Baca berita tanpa iklan. Gabung Kompas.com+

Merawat Kampung ala Dayeuhluhur

Kompas.com - 23/03/2013, 11:22 WIB

BELASAN tahun merantau di Bandung, Jawa Barat, tak membuat Hanum Sujana (35) dan teman-temannya abai terhadap kondisi Dayeuhluhur, tanah kelahiran mereka. Menyaksikan gejala kerusakan lingkungan dan keengganan warga menjaga alamnya, hati kecil tergerak memulai perubahan.

Lewat jejaring Facebook, gagasan dituangkan, rencana aksi dibahas interaktif. Semangat merawat (lembur) kampung pun dirintis.

Dua dasawarsa terakhir, kekeringan selalu melanda wilayah Dayeuhluhur setiap datang musim kemarau. Sementara pada musim hujan, beberapa desa di perbukitan selalu menjadi daerah langganan longsor. Sebagai daerah yang berada di hulu sejumlah sungai, kian berkurangnya pohon-pohon penyerap air memicu potensi bencana di wilayah yang lebih rendah. Belum lagi banyak potensi wisata terbengkalai akibat sikap abai warga terhadap konservasi lingkungan.

Masih lekat dalam ingatan Hanum, ramai wisatawan menikmati elok alam Curug Cimandaway pada akhir 1990-an sebelum dia meninggalkan Kecamatan Dayeuhluhur, Kabupaten Cilacap, Jawa Tengah. Belasan tahun berlalu, obyek wisata itu terbengkalai. Jalur menuju curug tertutup rumput liar, pemerintah seolah tutup mata.

”Mungkin saking jauhnya dengan pusat kabupaten, warga di Dayeuhluhur seperti terlupakan. Ini termasuk yang menggugah kami, yang sudah lama merantau ini, jadi prihatin,” tutur Hanum yang hampir 20 tahun merantau di Kota Bandung, Minggu (17/3/2013).

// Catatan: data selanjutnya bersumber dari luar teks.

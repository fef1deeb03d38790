use crate::alphabets::Alphabet;
use std::sync::LazyLock;

/// Table value for bytes that have no IUPAC complement.
const NO_COMPLEMENT: u8 = b'.';

/// Unambiguous bases as they appear in normalized sequence and codon tables.
pub fn codon_alphabet() -> Alphabet {
    Alphabet::new(b"ACGT")
}

// U complements to A; S, W and N are their own complement.
static COMPLEMENT: LazyLock<[u8; 256]> = LazyLock::new(|| {
    let mut comp = [NO_COMPLEMENT; 256];
    b"ACGTURYSWKMBDHVN"
        .iter()
        .zip(b"TGCAAYRSWMKVHDBN".iter())
        .for_each(|(&a, &b)| {
            comp[a as usize] = b;
            comp[a as usize + 32] = b + 32;
        });
    comp
});

#[inline]
pub fn complement(a: u8) -> Option<u8> {
    match COMPLEMENT[a as usize] {
        NO_COMPLEMENT => None,
        c => Some(c),
    }
}

#[inline]
pub fn has_complement(a: u8) -> bool {
    COMPLEMENT[a as usize] != NO_COMPLEMENT
}

/// Uppercase ASCII letters and read `U` as `T`. Other bytes pass through.
#[inline]
pub fn normalize(a: u8) -> u8 {
    match a.to_ascii_uppercase() {
        b'U' => b'T',
        c => c,
    }
}

#[cfg(test)]
mod tests {
    use super::*;

    #[test]
    fn codon_words() {
        assert!(codon_alphabet().is_word(b"GATTACA"));
        assert!(!codon_alphabet().is_word(b"gattaca"));
        assert!(!codon_alphabet().is_word(b"GAUUACA"));
    }

    #[test]
    fn iupac_codes_complement_to_iupac_codes() {
        for &b in b"ACGTURYSWKMBDHVNacgturyswkmbdhvn" {
            let c = complement(b).unwrap();
            assert!(has_complement(c), "{} -> {}", b as char, c as char);
        }
        assert_eq!(complement(b'N'), Some(b'N'));
        assert_eq!(complement(b'U'), Some(b'A'));
        assert_eq!(complement(b'r'), Some(b'y'));
    }

    #[test]
    fn symbols_without_complement() {
        for &b in b"-.*XZ0#" {
            assert!(!has_complement(b), "{}", b as char);
            assert_eq!(complement(b), None);
        }
        assert!(!has_complement(0xFF));
    }

    #[test]
    fn normalize_bytes() {
        assert_eq!(normalize(b'a'), b'A');
        assert_eq!(normalize(b'u'), b'T');
        assert_eq!(normalize(b'U'), b'T');
        assert_eq!(normalize(b'-'), b'-');
        assert_eq!(normalize(b'1'), b'1');
    }
}
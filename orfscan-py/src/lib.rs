use pyo3::prelude::*;

mod fasta;
mod location;
mod orf;
mod report;
mod utils;

#[pymodule]
fn _native(_py: Python<'_>, m: &Bound<'_, PyModule>) -> PyResult<()> {
    location::register(m)?;
    orf::register(m)?;
    report::register(m)?;
    fasta::register(m)?;
    Ok(())
}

Pernyataan Hanum tak berlebihan. Dayeuhluhur cukup terpencil di ujung barat Jawa Tengah dan berbatasan langsung dengan Kota Banjar, Jawa Barat. Berjarak 120 kilometer (sekitar dua jam) dari pusat kota Cilacap, warga Dayeuhluhur justru lebih banyak berinteraksi ke wilayah Jabar sejarak 12 kilometer yang ditempuh dalam waktu 15 menit. Bahasa yang digunakan di wilayah ini pun bahasa Sunda.

Keinginan Hanum berkeluh kesah akan kondisi kampungnya terwadahi ketika secara kebetulan, pada 2009, Anto Tardo, yang juga asal Dayeuhluhur, membuka akun Facebook untuk menjalin silaturahim dengan teman sesama satu daerah. Lama-kelamaan, pertemanan itu berkembang. Mereka berdiskusi di dunia maya dan terbentuklah Dayeuhluhur On Facebook (DOF), komunitas yang beranggotakan orang-orang asal Dayeuhluhur dan berdomisili di mana pun.

”Kami pakai akun itu untuk bertukar pikiran. Muncul keprihatinan terhadap gejala kerusakan alam di Dayeuhluhur. Sebagai langkah awal, kami masuk dari sektor pariwisata,” ujarnya.

Hidupkan pariwisata

Anggota DOF sepakat menghidupkan kembali pariwisata Curug Cimandaway yang berasal dari aliran Sungai Singaraja yang jatuh ke aliran Sungai Cikawalon. Meski gagasan ini diawali para perantau, mereka sadar tak dapat berbuat banyak tanpa melibatkan warga kampung. Lewat forum media sosial pula dibentuk struktur kepanitiaan pembukaan kembali curug lewat program Ngarumat Lembur (merawat kampung halaman) jilid pertama pada 16 Maret 2010.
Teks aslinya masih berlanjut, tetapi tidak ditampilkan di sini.